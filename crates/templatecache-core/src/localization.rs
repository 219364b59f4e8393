//! Localization overlay for template field labels.
//!
//! Catalog content carries field labels in whatever language it was authored
//! in. Before templates reach the UI, labels are rewritten to canonical
//! strings for the requested language. First match wins:
//!
//! 1. Section fields (`market`, `vitamins`, `checklist`) always get the
//!    section title, whatever the template type.
//! 2. `text` fields get the canonical question for the template's normalized
//!    type, when one is known.
//! 3. Labels that exactly match known legacy wording are mapped to their
//!    canonical key. This covers content authored before translation keys
//!    existed in the catalog.
//!
//! Anything else is left as authored.

use tracing::debug;

use crate::models::{Field, FieldType, Language, Template};

#[derive(Debug, Clone, Copy, PartialEq, Eq)]
enum LabelKey {
    MarketSection,
    VitaminsSection,
    ChecklistSection,
    BirthdayQuestion,
    StudyQuestion,
    BookQuestion,
    CallQuestion,
    SkincareQuestion,
    WaterQuestion,
    OrganizeSpacesQuestion,
    MeditationQuestion,
    WorkoutQuestion,
}

impl LabelKey {
    const ALL: [LabelKey; 12] = [
        LabelKey::MarketSection,
        LabelKey::VitaminsSection,
        LabelKey::ChecklistSection,
        LabelKey::BirthdayQuestion,
        LabelKey::StudyQuestion,
        LabelKey::BookQuestion,
        LabelKey::CallQuestion,
        LabelKey::SkincareQuestion,
        LabelKey::WaterQuestion,
        LabelKey::OrganizeSpacesQuestion,
        LabelKey::MeditationQuestion,
        LabelKey::WorkoutQuestion,
    ];

    fn text(self, language: Language) -> &'static str {
        use Language::*;
        use LabelKey::*;
        match (self, language) {
            (MarketSection, En) => "Shopping list",
            (MarketSection, Ru) => "Список покупок",
            (MarketSection, Es) => "Lista de compras",
            (VitaminsSection, En) => "Vitamins",
            (VitaminsSection, Ru) => "Витамины",
            (VitaminsSection, Es) => "Vitaminas",
            (ChecklistSection, En) => "Checklist",
            (ChecklistSection, Ru) => "Чек-лист",
            (ChecklistSection, Es) => "Lista de tareas",
            (BirthdayQuestion, En) => "Whose birthday is it?",
            (BirthdayQuestion, Ru) => "Чей день рождения?",
            (BirthdayQuestion, Es) => "¿De quién es el cumpleaños?",
            (StudyQuestion, En) => "What are you studying?",
            (StudyQuestion, Ru) => "Что вы изучаете?",
            (StudyQuestion, Es) => "¿Qué estás estudiando?",
            (BookQuestion, En) => "Which book are you reading?",
            (BookQuestion, Ru) => "Какую книгу вы читаете?",
            (BookQuestion, Es) => "¿Qué libro estás leyendo?",
            (CallQuestion, En) => "Who do you want to call?",
            (CallQuestion, Ru) => "Кому вы хотите позвонить?",
            (CallQuestion, Es) => "¿A quién quieres llamar?",
            (SkincareQuestion, En) => "Which products do you use?",
            (SkincareQuestion, Ru) => "Какие средства вы используете?",
            (SkincareQuestion, Es) => "¿Qué productos usas?",
            (WaterQuestion, En) => "How much water did you drink?",
            (WaterQuestion, Ru) => "Сколько воды вы выпили?",
            (WaterQuestion, Es) => "¿Cuánta agua bebiste?",
            (OrganizeSpacesQuestion, En) => "Which space will you organize?",
            (OrganizeSpacesQuestion, Ru) => "Какое пространство вы организуете?",
            (OrganizeSpacesQuestion, Es) => "¿Qué espacio vas a organizar?",
            (MeditationQuestion, En) => "How long did you meditate?",
            (MeditationQuestion, Ru) => "Сколько минут вы медитировали?",
            (MeditationQuestion, Es) => "¿Cuánto tiempo meditaste?",
            (WorkoutQuestion, En) => "What workout did you do?",
            (WorkoutQuestion, Ru) => "Какую тренировку вы сделали?",
            (WorkoutQuestion, Es) => "¿Qué entrenamiento hiciste?",
        }
    }
}

/// Canonical form of a free-form template type.
///
/// Lowercases and strips whitespace, underscores and hyphens, so
/// `"Organize Spaces"`, `"organize_spaces"` and `"organize-spaces"` compare equal.
pub fn normalize_type(template_type: &str) -> String {
    template_type
        .chars()
        .filter(|c| !c.is_whitespace() && *c != '_' && *c != '-')
        .flat_map(char::to_lowercase)
        .collect()
}

fn section_key(field_type: FieldType) -> Option<LabelKey> {
    match field_type {
        FieldType::Market => Some(LabelKey::MarketSection),
        FieldType::Vitamins => Some(LabelKey::VitaminsSection),
        FieldType::Checklist => Some(LabelKey::ChecklistSection),
        FieldType::Text | FieldType::Number => None,
    }
}

fn question_key(normalized_type: &str) -> Option<LabelKey> {
    match normalized_type {
        "birthday" | "birthdays" => Some(LabelKey::BirthdayQuestion),
        "study" | "learn" | "learning" => Some(LabelKey::StudyQuestion),
        "book" | "reading" | "readbook" => Some(LabelKey::BookQuestion),
        "call" | "callfamily" | "callfriend" => Some(LabelKey::CallQuestion),
        "skincare" => Some(LabelKey::SkincareQuestion),
        "water" | "drinkwater" => Some(LabelKey::WaterQuestion),
        "organizespaces" | "organize" | "declutter" => Some(LabelKey::OrganizeSpacesQuestion),
        "meditation" | "meditate" => Some(LabelKey::MeditationQuestion),
        "workout" | "exercise" | "sport" => Some(LabelKey::WorkoutQuestion),
        _ => None,
    }
}

// TODO: drop once every catalog field carries a translation key.
fn legacy_key(label: &str) -> Option<LabelKey> {
    let key = match label {
        "Что купить?" | "Покупки" | "What to buy?" | "Shopping" => LabelKey::MarketSection,
        "Какие витамины?" | "Which vitamins?" => LabelKey::VitaminsSection,
        "Список дел" | "To-do list" | "Tasks" => LabelKey::ChecklistSection,
        "Чей день рождения" | "Имя именинника" | "Whose birthday?" | "Birthday person" => {
            LabelKey::BirthdayQuestion
        }
        "Что изучаете?" | "Предмет" | "Subject" | "What do you study?" => LabelKey::StudyQuestion,
        "Название книги" | "Какую книгу читаете?" | "Book title" | "Book name" => LabelKey::BookQuestion,
        "Кому позвонить?" | "Кому звонить" | "Who to call?" | "Contact name" => LabelKey::CallQuestion,
        "Какие средства?" | "Products" => LabelKey::SkincareQuestion,
        "Сколько стаканов?" | "Glasses of water" => LabelKey::WaterQuestion,
        "Какое место?" | "Which area?" => LabelKey::OrganizeSpacesQuestion,
        "Минут медитации" | "Meditation minutes" => LabelKey::MeditationQuestion,
        "Какая тренировка?" | "Workout type" => LabelKey::WorkoutQuestion,
        _ => return canonical_key(label),
    };
    Some(key)
}

/// Labels already in canonical form, in any language.
fn canonical_key(label: &str) -> Option<LabelKey> {
    LabelKey::ALL
        .into_iter()
        .find(|key| Language::ALL.iter().any(|lang| key.text(*lang) == label))
}

fn localize_field(field: &mut Field, template_type: &str, normalized_type: &str, language: Language) {
    let key = section_key(field.field_type)
        .or_else(|| match field.field_type {
            FieldType::Text => question_key(normalized_type),
            _ => None,
        })
        .or_else(|| legacy_key(&field.label));

    match key {
        Some(key) => {
            let text = key.text(language);
            if field.label != text {
                field.label = text.to_string();
            }
        }
        None => {
            debug!(
                template_type = template_type,
                field = %field.key,
                label = %field.label,
                lang = %language,
                "No localization for field label, leaving as authored"
            );
        }
    }
}

/// Rewrite field labels of one template for `language`.
pub fn localize_template(mut template: Template, language: Language) -> Template {
    let normalized = normalize_type(&template.template_type);
    if let Some(config) = template.config.as_mut() {
        for field in config.fields.iter_mut() {
            localize_field(field, &template.template_type, &normalized, language);
        }
    }
    template
}

/// Rewrite field labels of every template for `language`.
pub fn localize(templates: Vec<Template>, language: Language) -> Vec<Template> {
    templates
        .into_iter()
        .map(|t| localize_template(t, language))
        .collect()
}
//! Identity scoping for cached data.
//!
//! Cached templates are partitioned by the identity that requested them.
//! The current identity is supplied through a [`ScopeProvider`] rather than
//! global state, so callers and tests can substitute their own.

use std::fmt;
use std::sync::{Arc, RwLock};

use tracing::{debug, info};

/// Identity a cache entry belongs to.
#[derive(Debug, Clone, PartialEq, Eq, Hash)]
pub enum Scope {
    Guest,
    User(String),
}

impl Scope {
    /// Filesystem safe key for this scope. Distinct scopes never share a key.
    pub fn cache_key(&self) -> String {
        match self {
            Scope::Guest => "guest".to_string(),
            Scope::User(id) => format!("user_{}", encode_path_component(id)),
        }
    }
}

/// Escape `raw` into a single path component without collisions.
///
/// Lowercase ASCII letters, digits and `-` pass through. Every other byte,
/// `_` and uppercase letters included, becomes `_XX` in hex, so the result
/// stays distinct on case-insensitive filesystems too.
pub(crate) fn encode_path_component(raw: &str) -> String {
    let mut out = String::with_capacity(raw.len());
    for byte in raw.bytes() {
        if byte.is_ascii_lowercase() || byte.is_ascii_digit() || byte == b'-' {
            out.push(char::from(byte));
        } else {
            out.push_str(&format!("_{:02X}", byte));
        }
    }
    out
}

impl fmt::Display for Scope {
    fn fmt(&self, f: &mut fmt::Formatter<'_>) -> fmt::Result {
        match self {
            Scope::Guest => f.write_str("guest"),
            Scope::User(id) => write!(f, "user:{}", id),
        }
    }
}

/// Called with `(previous, next)` whenever the identity changes.
pub type ScopeListener = Box<dyn Fn(&Scope, &Scope) + Send + Sync>;

pub trait ScopeProvider: Send + Sync {
    fn current_scope(&self) -> Scope;

    fn on_scope_change(&self, listener: ScopeListener);
}

/// Scope provider backed by the signed-in session.
pub struct SessionScope {
    current: RwLock<Scope>,
    listeners: RwLock<Vec<ScopeListener>>,
}

impl SessionScope {
    pub fn new(initial: Scope) -> Arc<Self> {
        Arc::new(Self {
            current: RwLock::new(initial),
            listeners: RwLock::new(Vec::new()),
        })
    }

    pub fn sign_in(&self, user_id: impl Into<String>) {
        self.set_scope(Scope::User(user_id.into()));
    }

    pub fn sign_out(&self) {
        self.set_scope(Scope::Guest);
    }

    /// Replace the current scope, notifying listeners if it changed.
    pub fn set_scope(&self, next: Scope) {
        let previous = {
            let mut current = match self.current.write() {
                Ok(guard) => guard,
                Err(poisoned) => poisoned.into_inner(),
            };
            if *current == next {
                debug!(scope = %next, "Scope unchanged");
                return;
            }
            std::mem::replace(&mut *current, next.clone())
        };

        info!(from = %previous, to = %next, "Scope changed");

        let listeners = match self.listeners.read() {
            Ok(guard) => guard,
            Err(poisoned) => poisoned.into_inner(),
        };
        for listener in listeners.iter() {
            listener(&previous, &next);
        }
    }
}

impl ScopeProvider for SessionScope {
    fn current_scope(&self) -> Scope {
        match self.current.read() {
            Ok(guard) => guard.clone(),
            Err(poisoned) => poisoned.into_inner().clone(),
        }
    }

    fn on_scope_change(&self, listener: ScopeListener) {
        let mut listeners = match self.listeners.write() {
            Ok(guard) => guard,
            Err(poisoned) => poisoned.into_inner(),
        };
        listeners.push(listener);
    }
}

########################################

WORK TO COMPLETE ->
Write down again, exactly as given, only the lines above that fall from the line with "std::mem::replace(&mut *current, next.clone())" to the line with "impl ScopeProvider for", inclusive.

RESPONSE BOX ->
            std::mem::replace(&mut *current, next.clone())
        };

        info!(from = %previous, to = %next, "Scope changed");

        let listeners = match self.listeners.read() {
            Ok(guard) => guard,
            Err(poisoned) => poisoned.into_inner(),
        };
        for listener in listeners.iter() {
            listener(&previous, &next);
        }
    }
}

impl ScopeProvider for SessionScope {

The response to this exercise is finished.